Biological explanations
Schizophrenia can be described in terms of biology using a number of explanations:
- Genetics (twin or family studies)
- The Diathesis Stress model uses both biological and psychological explanations for schizophrenia, and is useful when used as AO2.
Genetics
Twin Studies
- Gottesman & Shields (82) – found that 58% of MZ twins (100% of genes) were concordant for schizophrenia. This was much higher than DZ twins. They also suggested than both affected and unaffected MZ twins pass the increased risk of development onto their children.
- Fischer (71) – 9.4% of schizophrenic’s offspring develop schizophrenia. A much greater chance than the normal population which is 1%.
- Cardno (99) – MZ twins had 40% concordance, while DZ had 5.3%.
Evaluation
- In twin studies where MZ twins are brought up apart, they were still in the womb together so environmental factors cannot be entirely discounted.
- MZ twins may be treated more similarly than DZ twins, and so there would be more similarities anyway.
- The other 50% of twins who do not develop schizophrenia has no explanation, so there must be more to schizophrenia development than genetics. Diathesis stress can be used to explain this.
Family Studies
- Kendler (85) – First degree relatives (share 50% of genes) and are 18x more at risk than the general population.
- Kety (62) – In Denmark used 207 offspring of mothers with schizophrenia (high risk) and compared them with children of 104 mothers without schizophrenia (low risk). The high-risk group 16.2% developed schizophrenia, while in the low risk group 1.9% had it.
- Heston (66) – longitudinal study of 47 people born to schizophrenic women in a mental institution. Infants were separated at birth and raised by foster parents. There was a control of 50 children from the same childrens homes. They found that 66% had mental health problems, but only 18% of the controls had any. 17% developed schizophrenia.
Evalution
- You cannot know whether it was environment or genetics which caused the schizophrenia, as both mother and child share environment and 50% of genes.
- Social Learning theory could say that the mothers behaviour was taught to the children by the children seeing the mother getting attention for being schizophrenic.
Dopamine
Schizophrenia results from an excess of dopamine. It is a neurotransmitter which causes neurons to fire.
L-dopa is a synthetic dopamine releasing drug, it can produce acute schizophrenic symptoms in non-schizophrenics.

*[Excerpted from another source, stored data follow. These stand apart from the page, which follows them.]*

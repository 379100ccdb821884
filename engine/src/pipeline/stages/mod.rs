//! The nineteen pipeline stages, in execution order.

mod capture;
mod execution;
mod framework;
mod gates;
mod lifecycle;
mod normalize;
mod output;
mod parse;
mod planning;
mod review;
mod session;

use std::collections::BTreeMap;

use crate::gate_review::STEP_METADATA_KEY;
use crate::pipeline::Stage;

pub fn default_stages() -> Vec<Box<dyn Stage>> {
    vec![
        Box::new(normalize::RequestNormalization),
        Box::new(normalize::DependencyCheck),
        Box::new(lifecycle::ExecutionLifecycle),
        Box::new(parse::CommandParsing),
        Box::new(gates::InlineGateExtraction),
        Box::new(parse::OperatorValidation),
        Box::new(planning::ExecutionPlanning),
        Box::new(framework::JudgeDecision),
        Box::new(gates::GateEnhancement),
        Box::new(framework::FrameworkResolution),
        Box::new(session::SessionManagement),
        Box::new(framework::InjectionFrequency),
        Box::new(framework::PromptGuidance),
        Box::new(capture::ResponseCapture),
        Box::new(execution::StepExecution),
        Box::new(review::GateReview),
        Box::new(review::CallToAction),
        Box::new(output::ResponseFormatting),
        Box::new(lifecycle::Cleanup),
    ]
}

/// Accumulator metadata restricting a gate to `step`.
fn step_metadata(step: u32) -> BTreeMap<String, String> {
    BTreeMap::from([(STEP_METADATA_KEY.to_string(), step.to_string())])
}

Amphetamines (such as LSD) also have this effect.
- Randrup found that when he administered amphetamines to rats, they exhibited behaviour similar to those suffering from schizophrenia. These effects were reversed by providing neuroleptic drugs. Amphetamines, increase levels of dopamine. It was found that large doses of amphetamines when given to people with no psychological disorders caused paranoid behaviour, similar to schizophrenia.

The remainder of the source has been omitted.